Heatmaps of transcription factor (TFs) activities analyzed using DoRothEA. (A) Top 50 most variable TFs by gene activity across eight individual cell types. (B) Top 25 TFs across all AT2 cells. (C) TFs that were in the top 25 in both the KO-HDM vs WT-HDM and KO-Saline vs WT-Saline comparisons in AT2 cells. (D) Top 25 TFs in the KO-Saline vs WT-Saline comparison that were not in the top 25 for KO-HDM vs WT-HDM in AT2 cells. (E) Top 25 TFs in the KO-HDM vs WT-HDM comparison that were not in the top 25 for KO-Saline vs WT-Saline in AT2 cells. (F) Top 25 most variable TFs in ciliated cells. (G) Top 25 most variable TFs in ciliated cells in KO-Saline vs. WT-Saline. (H) Top 25 most variable TFs in ciliated cells in KO-HDM vs. WT-HDM.
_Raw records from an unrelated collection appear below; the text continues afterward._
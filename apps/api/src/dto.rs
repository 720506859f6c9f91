mod auth;
mod common;
mod contents;
mod episodes;
mod personal_lists;
mod users;

pub use auth::{
    LoginRequest, LoginResponse, PasswordResetRequest, RegisterRequest, RegisterResponse,
};
pub use common::{HealthDependencyStatus, HealthResponse, PageQuery, PageResponse};
pub use contents::{
    ContentResponse, CreateContentRequest, SearchContentRequest, UpdateContentRequest,
};
pub use episodes::{CreateEpisodeRequest, EpisodeListQuery, EpisodeResponse, UpdateEpisodeRequest};
pub use personal_lists::{AddFavoriteRequest, FavoriteEntryResponse, RemoveFavoriteRequest};
pub use users::{CreateUserRequest, SearchUserRequest, UpdateUserRequest, UserResponse};
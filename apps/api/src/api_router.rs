use axum::Router;
use axum::middleware::from_fn_with_state;
use axum::routing::{delete, get, post, put};
use movify_core::AppError;
use tower_http::trace::TraceLayer;

use crate::state::AppState;
use crate::{handlers, middleware};

mod cors;

#[cfg(test)]
mod tests;

use cors::build_cors_layer;

pub fn build_router(app_state: AppState, frontend_url: &str) -> Result<Router, AppError> {
    Ok(Router::new()
        .merge(public_routes())
        .merge(user_routes(app_state.clone()))
        .merge(admin_routes(app_state.clone()))
        .layer(TraceLayer::new_for_http())
        .layer(build_cors_layer(frontend_url)?)
        .with_state(app_state))
}

fn public_routes() -> Router<AppState> {
    Router::new()
        .route("/health", get(handlers::health::health_handler))
        .route(
            "/v1/contents",
            get(handlers::contents::list_contents_handler),
        )
        .route(
            "/v1/contents/search",
            post(handlers::contents::search_contents_handler),
        )
        .route(
            "/v1/contents/{content_id}",
            get(handlers::contents::get_content_handler),
        )
        .route(
            "/v1/contents/{content_id}/episodes",
            get(handlers::contents::list_content_episodes_handler),
        )
        .route(
            "/v1/episodes",
            get(handlers::episodes::list_episodes_handler),
        )
        .route(
            "/v1/episodes/{episode_id}",
            get(handlers::episodes::get_episode_handler),
        )
        .route("/v1/auth/register", post(handlers::auth::register_handler))
        .route("/v1/auth/login", post(handlers::auth::login_handler))
        .route(
            "/v1/auth/password-reset",
            post(handlers::auth::password_reset_handler),
        )
}

fn user_routes(app_state: AppState) -> Router<AppState> {
    Router::new()
        .route("/v1/users/search", post(handlers::users::search_user_handler))
        .route(
            "/v1/users/{user_id}",
            get(handlers::users::get_user_handler).put(handlers::users::update_user_handler),
        )
        .route(
            "/v1/personal-lists",
            post(handlers::personal_lists::add_favorite_handler),
        )
        .route(
            "/v1/personal-lists/removal",
            post(handlers::personal_lists::remove_favorite_by_pair_handler),
        )
        // GET takes a user id, DELETE an entry id.
        .route(
            "/v1/personal-lists/{id}",
            get(handlers::personal_lists::favorites_handler)
                .delete(handlers::personal_lists::remove_favorite_handler),
        )
        .route_layer(from_fn_with_state(app_state, middleware::require_user))
}

fn admin_routes(app_state: AppState) -> Router<AppState> {
    Router::new()
        .route(
            "/v1/contents",
            post(handlers::contents::create_content_handler),
        )
        .route(
            "/v1/contents/{content_id}",
            put(handlers::contents::update_content_handler)
                .delete(handlers::contents::delete_content_handler),
        )
        .route(
            "/v1/episodes",
            post(handlers::episodes::create_episode_handler),
        )
        .route(
            "/v1/episodes/{episode_id}",
            put(handlers::episodes::update_episode_handler)
                .delete(handlers::episodes::delete_episode_handler),
        )
        .route("/v1/users", post(handlers::users::create_user_handler))
        .route(
            "/v1/users/{user_id}",
            delete(handlers::users::delete_user_handler),
        )
        .route(
            "/v1/users/{user_id}/admin",
            post(handlers::users::grant_admin_handler),
        )
        .route_layer(from_fn_with_state(app_state, middleware::require_admin))
}
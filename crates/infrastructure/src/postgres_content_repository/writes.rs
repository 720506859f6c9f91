use super::cast::replace_cast;
use super::*;

impl PostgresContentRepository {
    pub(super) async fn insert_impl(&self, content: &Content) -> AppResult<()> {
        let mut transaction = self.pool.begin().await.map_err(|error| {
            AppError::Internal(format!("failed to start content transaction: {error}"))
        })?;

        sqlx::query(
            r#"
            INSERT INTO contents (
                id, title, quality, genre, category, age_restriction,
                description, thumbnail, publisher, release_year, created_at, updated_at
            )
            VALUES ($1, $2, $3, $4, $5, $6, $7, $8, $9, $10, $11, $12)
            "#,
        )
        .bind(content.id.as_uuid())
        .bind(content.title.as_str())
        .bind(content.quality.as_str())
        .bind(content.genre.as_str())
        .bind(content.category.as_str())
        .bind(content.age_restriction.as_str())
        .bind(content.description.as_deref())
        .bind(content.thumbnail.as_deref())
        .bind(content.publisher.as_deref())
        .bind(content.release_year)
        .bind(content.created_at)
        .bind(content.updated_at)
        .execute(&mut *transaction)
        .await
        .map_err(|error| AppError::Internal(format!("failed to create content: {error}")))?;

        replace_cast(&mut transaction, content).await?;

        transaction.commit().await.map_err(|error| {
            AppError::Internal(format!(
                "failed to commit content '{}': {error}",
                content.id
            ))
        })
    }

    pub(super) async fn save_impl(&self, content: &Content) -> AppResult<()> {
        let mut transaction = self.pool.begin().await.map_err(|error| {
            AppError::Internal(format!("failed to start content transaction: {error}"))
        })?;

        let result = sqlx::query(
            r#"
            UPDATE contents
            SET title = $2,
                quality = $3,
                genre = $4,
                category = $5,
                age_restriction = $6,
                description = $7,
                thumbnail = $8,
                publisher = $9,
                release_year = $10,
                updated_at = $11
            WHERE id = $1
            "#,
        )
        .bind(content.id.as_uuid())
        .bind(content.title.as_str())
        .bind(content.quality.as_str())
        .bind(content.genre.as_str())
        .bind(content.category.as_str())
        .bind(content.age_restriction.as_str())
        .bind(content.description.as_deref())
        .bind(content.thumbnail.as_deref())
        .bind(content.publisher.as_deref())
        .bind(content.release_year)
        .bind(content.updated_at)
        .execute(&mut *transaction)
        .await
        .map_err(|error| AppError::Internal(format!("failed to update content: {error}")))?;

        if result.rows_affected() == 0 {
            return Err(AppError::NotFound(format!(
                "content '{}' not found",
                content.id
            )));
        }

        replace_cast(&mut transaction, content).await?;

        transaction.commit().await.map_err(|error| {
            AppError::Internal(format!(
                "failed to commit content '{}': {error}",
                content.id
            ))
        })
    }

    pub(super) async fn delete_impl(&self, content_id: ContentId) -> AppResult<bool> {
        let result = sqlx::query(
            r#"
            DELETE FROM contents
            WHERE id = $1
            "#,
        )
        .bind(content_id.as_uuid())
        .execute(&self.pool)
        .await
        .map_err(|error| AppError::Internal(format!("failed to delete content: {error}")))?;

        Ok(result.rows_affected() > 0)
    }
}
HDM, not Tet1, promotes the differentiation of AP cells and BAS into AT2 cells

As observed above, following HDM challenge, AT2 cells were reduced in prevalence while AP and BAS cells were increased in WT-Sal and KO-Sal mice (Figure 2 and Table S2). It is well established that AT2 cells can differentiate from AP and BAS cells ^{84, 85}. Therefore, single-cell trajectory analysis was performed to explore the roles of HDM and/or Tet1 KO in AT2 cell differentiation (Figure S4/S5). Initially, AT2, AP, and BAS cells from all groups were combined (Figure S4A) and then cell fates were separated at branch point 4 (Figure S4B). Our data support that AT2 cells differentiated from AP and BAS cells. Comparing WT-Sal to WT-HDM and KO-Sal to KO-HDM, HDM challenged cells have a different cell type distribution than saline treated cells (Figure S4C-4H). However, this was not observed in the WT-Sal vs KO-Sal comparison, as no clear branch point was identified to separate cell fates (Figure S4I-4K). Thus, the heatmap of this comparison could not be generated (Figure S5). Deletion of Tet1 had no significant effects on the AP AT2 or BAS AT2 trajectories (Figure S4I-4N). Combined with previous evidence in Figure S4 and Table S2, these results suggest that HDM-induced AT2 cells injury promoted the proliferation and differentiation of AP cells and BAS. Meanwhile, Tet1 knockout did not appear to affect the differentiation of AP cells and BAS into AT2 cells.